Start of DATA EXTRACTS

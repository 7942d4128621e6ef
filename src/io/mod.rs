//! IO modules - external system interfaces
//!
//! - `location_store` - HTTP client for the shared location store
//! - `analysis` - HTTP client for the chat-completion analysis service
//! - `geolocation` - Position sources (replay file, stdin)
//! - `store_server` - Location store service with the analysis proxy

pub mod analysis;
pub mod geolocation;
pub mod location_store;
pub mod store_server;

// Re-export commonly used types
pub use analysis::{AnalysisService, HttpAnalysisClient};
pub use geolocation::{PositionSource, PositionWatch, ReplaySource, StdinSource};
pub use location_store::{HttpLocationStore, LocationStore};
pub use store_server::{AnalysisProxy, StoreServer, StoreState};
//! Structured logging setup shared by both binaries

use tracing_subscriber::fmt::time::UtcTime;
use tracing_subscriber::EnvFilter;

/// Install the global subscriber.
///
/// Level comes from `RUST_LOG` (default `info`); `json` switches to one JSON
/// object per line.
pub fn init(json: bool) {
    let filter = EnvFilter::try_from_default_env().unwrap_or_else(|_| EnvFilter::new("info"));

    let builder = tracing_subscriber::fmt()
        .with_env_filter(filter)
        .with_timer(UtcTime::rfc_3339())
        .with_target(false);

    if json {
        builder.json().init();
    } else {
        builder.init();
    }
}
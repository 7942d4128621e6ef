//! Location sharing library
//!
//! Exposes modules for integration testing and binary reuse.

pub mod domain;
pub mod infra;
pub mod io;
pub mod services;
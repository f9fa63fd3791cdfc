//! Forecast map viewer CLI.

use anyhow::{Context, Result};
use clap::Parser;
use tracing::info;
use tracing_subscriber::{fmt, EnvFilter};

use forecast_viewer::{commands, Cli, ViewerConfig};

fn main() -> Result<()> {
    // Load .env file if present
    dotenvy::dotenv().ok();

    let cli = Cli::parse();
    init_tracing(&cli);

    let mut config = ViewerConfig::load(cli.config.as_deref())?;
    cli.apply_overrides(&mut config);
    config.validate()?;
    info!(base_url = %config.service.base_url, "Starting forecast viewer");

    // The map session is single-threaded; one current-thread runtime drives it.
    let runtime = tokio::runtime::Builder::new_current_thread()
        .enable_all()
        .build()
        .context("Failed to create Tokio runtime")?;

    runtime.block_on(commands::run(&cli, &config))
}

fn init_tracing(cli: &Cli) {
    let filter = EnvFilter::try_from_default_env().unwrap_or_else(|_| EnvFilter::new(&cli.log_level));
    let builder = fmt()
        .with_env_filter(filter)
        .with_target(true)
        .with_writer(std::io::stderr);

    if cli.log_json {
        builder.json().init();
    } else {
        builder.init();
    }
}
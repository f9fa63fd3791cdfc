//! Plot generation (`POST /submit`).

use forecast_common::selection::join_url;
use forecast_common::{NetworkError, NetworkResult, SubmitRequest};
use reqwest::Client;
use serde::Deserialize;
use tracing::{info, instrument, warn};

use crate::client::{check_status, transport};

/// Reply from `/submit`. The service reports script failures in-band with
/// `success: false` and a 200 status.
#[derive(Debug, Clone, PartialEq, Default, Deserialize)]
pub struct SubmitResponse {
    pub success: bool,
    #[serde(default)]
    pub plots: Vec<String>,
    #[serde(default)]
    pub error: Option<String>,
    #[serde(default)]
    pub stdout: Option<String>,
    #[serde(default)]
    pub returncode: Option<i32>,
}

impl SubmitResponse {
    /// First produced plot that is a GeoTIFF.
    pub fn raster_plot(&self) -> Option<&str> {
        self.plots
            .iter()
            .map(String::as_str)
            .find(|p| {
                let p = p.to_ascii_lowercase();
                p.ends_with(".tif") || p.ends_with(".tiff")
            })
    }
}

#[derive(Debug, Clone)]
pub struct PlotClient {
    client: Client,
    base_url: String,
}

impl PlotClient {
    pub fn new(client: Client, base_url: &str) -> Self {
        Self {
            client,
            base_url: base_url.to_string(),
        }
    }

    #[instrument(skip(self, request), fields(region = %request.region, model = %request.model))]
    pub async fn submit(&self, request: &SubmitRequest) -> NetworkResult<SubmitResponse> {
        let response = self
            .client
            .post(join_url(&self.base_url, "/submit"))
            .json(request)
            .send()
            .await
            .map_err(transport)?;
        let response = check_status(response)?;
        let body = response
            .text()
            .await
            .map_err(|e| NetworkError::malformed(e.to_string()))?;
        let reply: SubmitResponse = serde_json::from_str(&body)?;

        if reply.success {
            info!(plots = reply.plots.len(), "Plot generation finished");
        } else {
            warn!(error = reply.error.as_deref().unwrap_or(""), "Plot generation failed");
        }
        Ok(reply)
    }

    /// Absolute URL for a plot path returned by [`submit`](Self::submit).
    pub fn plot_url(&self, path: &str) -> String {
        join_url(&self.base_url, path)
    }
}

End of DATA EXTRACTS

**EXERCISE BRIEF**
Check each line above for the string "impl" and copy those that have it.

**WRITTEN ANSWER**
impl SubmitResponse {
impl PlotClient {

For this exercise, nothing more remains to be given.